Role of Robotics in the Management of Secondary Ureteropelvic Junction Obstruction

Fatih Atug; Scott V. Burgess; Erik P. Castle; Raju Thomas

Disclosures

Int J Clin Pract. 2006;60(1):9-11. 

In This Article

Materials and Methods

Between November 2002 and April 2005, 44 patients with UPJO underwent RALP at our institution using the da Vinci® robotic system by the same surgical team. Of these, seven patients were referred following failed surgery for UPJO. Four patients had undergone previous retrograde endopyelotomy. Two patients had one prior open pyeloplasty. One patient underwent two prior open pyeloplasties and a retrograde endopyelotomy. The patients were evaluated in two groups. The first group consisted of primary pyeloplasty patients (group 1), and the second group consisted of secondary pyeloplasty patients (group 2). A retrospective chart review was performed, and variables analysed included total operative time, length of hospital stay (LOS), estimated blood loss (EBL) and success rates. These factors were compared between the primary and secondary robotic pyeloplasty cases. The Student's t-test was used for statistical analysis.

In addition to signs and symptoms of obstruction, all patients had radiographic evidence of UPJO on diuretic renography or excretory urography [intravenous pyelogram (IVP)]. All patients underwent cystoscopy with retrograde pyelography to confirm UPJO and ureteral catheter placement at the start of the procedure.

Patients were placed in a modified 45-degree lateral decubitus position (Figure 1). A standard 12-mm umbilical port was placed, and the remaining two 8-mm robotic ports were placed under direct vision using the laparoscope. A 12-mm assistant port was placed in subxiphoid position. The colon was reflected and the kidney approached. These seven patients had significantly more fibrosis and adhesions as compared with the primary pyeloplasty group. Meticulous dissection, though tedious, was accomplished with the da Vinci™ Robot. Both the zero- and 30-degree stereoscopic lenses were used, as needed, to ensure optimum visualisation of the UPJ area.

Patient's positioning and robot docked for right-side ureteropelvic junction obstruction. The patient is placed in 45-degree lateral decubitus position. Red arrow shows the camera in place.

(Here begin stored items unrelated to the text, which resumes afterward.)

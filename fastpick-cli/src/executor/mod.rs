//! Benchmark Executor
//!
//! Drives a validated module through the suite and turns the outcome into
//! output.
//!
//! ## Pipeline Overview
//!
//! ```text
//! BenchmarkModule
//!       │
//!       ▼
//! ┌─────────────┐
//! │  execution  │  Prepare candidates, run the suite, emit protocol lines
//! └──────┬──────┘
//!        │
//!        ▼
//! ┌─────────────┐
//! │ statistics  │  Throughput and margin per successful candidate
//! └──────┬──────┘
//!        │
//!        ▼
//! ┌─────────────┐
//! │   report    │  Build the JSON-serializable Report
//! └──────┬──────┘
//!        │
//!        ▼
//! ┌─────────────┐
//! │ formatting  │  Human-readable output
//! └─────────────┘
//! ```

mod execution;
mod formatting;
mod report;
mod statistics;

pub use execution::{ExecutionConfig, Orchestrator, OrchestratorError, ProtocolObserver, SuiteReport};
pub use formatting::{format_comparison_human, format_human_output};
pub use report::{build_report, failure_kind};
pub use statistics::{compute_statistics, to_candidate_result};
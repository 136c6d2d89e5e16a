use fastpick::{ProtocolLine, ProtocolSink, StreamSink};
use std::process::ExitCode;

fn main() -> ExitCode {
    match fastpick::run() {
        Ok(()) => ExitCode::SUCCESS,
        Err(e) => {
            // Fatal errors are part of the output protocol
            let _ = StreamSink::stdio().emit(&ProtocolLine::Fatal(format!("{e:#}")));
            ExitCode::FAILURE
        }
    }
}
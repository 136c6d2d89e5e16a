#![warn(missing_docs)]
//! fastpick Report - Output and Parsing
//!
//! Everything that leaves or re-enters a run as text:
//! - `BenchmarkComparison`, the normalized ranking
//! - The line protocol (`RESULTS_JSON:`, `cycle:`, `complete:`, error markers)
//!   and the sinks that write it
//! - `parse_output`, which recovers a comparison from captured output
//! - The JSON report

mod comparison;
mod json;
mod parser;
mod protocol;
#[allow(missing_docs)]
mod report;

pub use comparison::{BenchmarkComparison, CandidateResult, UNKNOWN_FASTEST, fastest_of};
pub use json::generate_json_report;
pub use parser::{ParseError, parse_output};
pub use protocol::{
    COMPLETE_MARKER, CYCLE_MARKER, ERROR_MARKER, EXECUTION_ERROR_MARKER, MemorySink, ProtocolLine,
    ProtocolSink, RESULTS_MARKER, Stream, StreamSink, format_ops,
};
pub use report::{
    CandidateMetrics, CandidateReport, CandidateStatus, FailureInfo, Report, ReportConfig,
    ReportMeta, ReportSummary, SCHEMA_VERSION,
};

/// Output format selection
#[derive(Debug, Clone, Copy, Default, PartialEq, Eq)]
pub enum OutputFormat {
    /// Protocol lines only
    #[default]
    Protocol,
    /// Human-readable terminal output
    Human,
    /// JSON report
    Json,
}

impl std::str::FromStr for OutputFormat {
    type Err = String;

    fn from_str(s: &str) -> Result<Self, Self::Err> {
        match s.to_lowercase().as_str() {
            "protocol" | "lines" => Ok(OutputFormat::Protocol),
            "human" | "text" => Ok(OutputFormat::Human),
            "json" => Ok(OutputFormat::Json),
            other => Err(format!("Unknown output format: {}", other)),
        }
    }
}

Anderson-Hynes pyeloplasty was performed in all patients. Stay sutures were placed on the ureter and renal pelvis for traction and orientation. The UPJO was then transected, the ureter was spatulated, and any redundant renal pelvis was excised. The posterior anastomosis was completed first using 4-0 polyglactin sutures on an RB-1 needle. Prior to completing the anastomosis, the bedside surgeon places a double-pigtail stent over a guide wire that is passed through an open-ended catheter placed in the ureter. The pyeloplasty was completed using running 4-0 polyglactin sutures for the anterior anastomosis. The UPJ was allowed to drop back into the renal bed, and the proximal ureter and pelvis were inspected to ensure no kinking before desufflating the abdominal cavity. A closed surgical drain was placed through one of the trocar sites. The fascia and skin were closed in standard fashion. The bladder was drained with a standard Foley catheter. The double-pigtail stent was left indwelling for approximately 6 weeks. At 3-month follow-up, objective assessment of the repair was performed with diuretic renography and/or IVP.